“What Age Would You Allow Your Children to See an R-Rated Movie?”

There was a poll in the St. Louis Post-Dispatch today asking this question: “What age would you allow your children to see an R-rated movie?”

The poll had four options: 10-12; 13-14; 15-17; and 18 or older. Aside from the fact that the last option is kind of ridiculous, as a lot of 18 year-olds are no longer living with their parents full-time, and are old enough to make that decision for themselves, I couldn’t answer the poll.


Because I don’t think it’s a black and white issue. In my opinion, there are several factors to consider when determining whether or not to let your child, regardless of age, see an R-rated movie.

I’ll admit that according to this poll, I’m probably a bad parent, because my two oldest children, who are currently 12 and 11, have seen an R-rated movie, The King’s Speech, and at least one of them was under 10 at the time we watched it. But there were several reasons (other than, “I’m the parent, so I get to decide”), that I felt this was an appropriate decision.

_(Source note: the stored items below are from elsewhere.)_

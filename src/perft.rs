use crate::board::Position;
use crate::movegen::candidate_moves;

// Clone-and-apply perft over the simplified move set
pub fn perft(position: &Position, depth: u32) -> u64 {
    if depth == 0 { return 1; }
    let mut nodes = 0u64;
    for mv in candidate_moves(position, position.side_to_move()) {
        let mut child = position.clone();
        if child.apply(&mv.piece.id, mv.to).is_err() { continue; }
        nodes += perft(&child, depth - 1);
    }
    nodes
}

/// Per-root-move node counts, in generation order.
pub fn divide(position: &Position, depth: u32) -> Vec<(String, u64)> {
    if depth == 0 { return Vec::new(); }
    candidate_moves(position, position.side_to_move())
        .into_iter()
        .filter_map(|mv| {
            let mut child = position.clone();
            child.apply(&mv.piece.id, mv.to).ok()?;
            Some((mv.uci(), perft(&child, depth - 1)))
        })
        .collect()
}
use chesscoach::board::{Color, Piece, PieceKind, Position};
use chesscoach::game::MatchConfig;
use chesscoach::shell::Shell;

fn run(script: &str) -> String {
    let mut shell = Shell::new(Position::demo(), MatchConfig::default(), 1, 42);
    let mut out = Vec::new();
    shell.run(script.as_bytes(), &mut out).unwrap();
    String::from_utf8(out).unwrap()
}

#[test]
fn hints_and_a_move_exchange() {
    let out = run("best\nadvise\nmove a1a8\nscore\nquit\n");
    let lines: Vec<&str> = out.lines().collect();
    assert_eq!(lines, vec![
        "best a1a8 (score 51): Capture rook for 5 points!",
        "advise a1a8: Capture rook for 5 points!",
        "ok, captured black rook",
        "opponent plays h8h1",
        "score user 5 opponent 5 ply 2/12 skips 0/0",
    ]);
}

#[test]
fn bad_input_is_reported_not_fatal() {
    let out = run("moves b1\nmoves z9\nmoves c4\nmove a1b2\nfoo\n");
    assert!(out.contains("white knight on b1: c3 a3\n"));
    assert!(out.contains("error: malformed square \"z9\""));
    assert!(out.contains("error: no piece on c4\n"));
    assert!(out.contains("error: rook cannot move from a1 to b2\n"));
    assert!(out.contains("unknown command: foo\n"));
}

#[test]
fn skipping_to_the_end_reports_a_draw() {
    // the black pawn on the first rank has no moves, so the opponent skips too
    let start = Position::from_pieces(vec![
        Piece::new("wk", PieceKind::King, Color::White, "a1").unwrap(),
        Piece::new("bp", PieceKind::Pawn, Color::Black, "h1").unwrap(),
    ], Color::White).unwrap();
    let mut shell = Shell::new(start, MatchConfig::default(), 3, 1);
    let mut out = Vec::new();
    let script = "skip\n".repeat(7) + "score\n";
    shell.run(script.as_bytes(), &mut out).unwrap();
    let out = String::from_utf8(out).unwrap();
    assert_eq!(out.matches("opponent skips").count(), 6);
    assert!(out.contains("result: draw (0-0)\n"));
    assert!(out.contains("error: the match is over\n"));
    assert!(out.contains("score user 0 opponent 0 ply 12/12 skips 6/6\n"));
}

  • It was timely to our history lessons. As a homeschooling mom, if I can find a book or movie to support what we’re learning in history (or any subject for that matter), I jump at the chance. The King’s Speech fit the bill perfectly, and as it was already one of my favorite movies, I knew that as soon as we hit that period of history, we would be watching it.
  • It was appropriate. You cannot tell the story of The King’s Speech without including language. It would lose all meaning without it. I’m no fan of gratuitous language (or violence, or sex), in movies, but in this movie, it wasn’t gratuitous. It was a key plot point, and really demonstrated how speech disorders work. I wish they hadn’t made a downgraded, PG-13 version of this movie available, because without the original profanities, the movie loses a great deal of its impact.
  • The primary reason the movie is R-rated is because of the aforementioned language. A lot of people think The King’s Speech shouldn’t even have received an “R” rating. Other than the language, it’s really quite a tame movie. And maybe some would suggest that since this is the movie I’m using for my example, it doesn’t really count, because “it wasn’t that bad.” But isn’t that why this isn’t a black and white question? Different people have different opinions of the rating system, and what movies do or do not deserve certain ratings. That’s why it’s such an individual decision, whether you’re an adult deciding to whether or not to see a movie for yourself, or deciding for your minor children.
  • I know my children. My two oldest children, at the time they first watched The King’s Speech as well as now, were able to watch a movie with extended amounts of swearing without laughing or acting silly about it or repeating it. And because their younger brother has dealt with speech problems, they had an extra amount of empathy for the struggles of King George. My younger children, however, have not watched the same movie, because I don’t believe they’re currently able to respond in an equally mature fashion upon hearing profanities. So while the decision for when an R-rated movie is appropriate varies from family to family, it can also vary from child to child within a family.

There are probably other reasons why watching this R-rated movie was OK for my children. There are plenty of reasons why not watching many, many R-rated movies is currently not OK for my children, as well. But, it really depends on the movie, the reason for the rating, and the individual child, and those issues are too complex to allow me to answer definitively in a simple poll!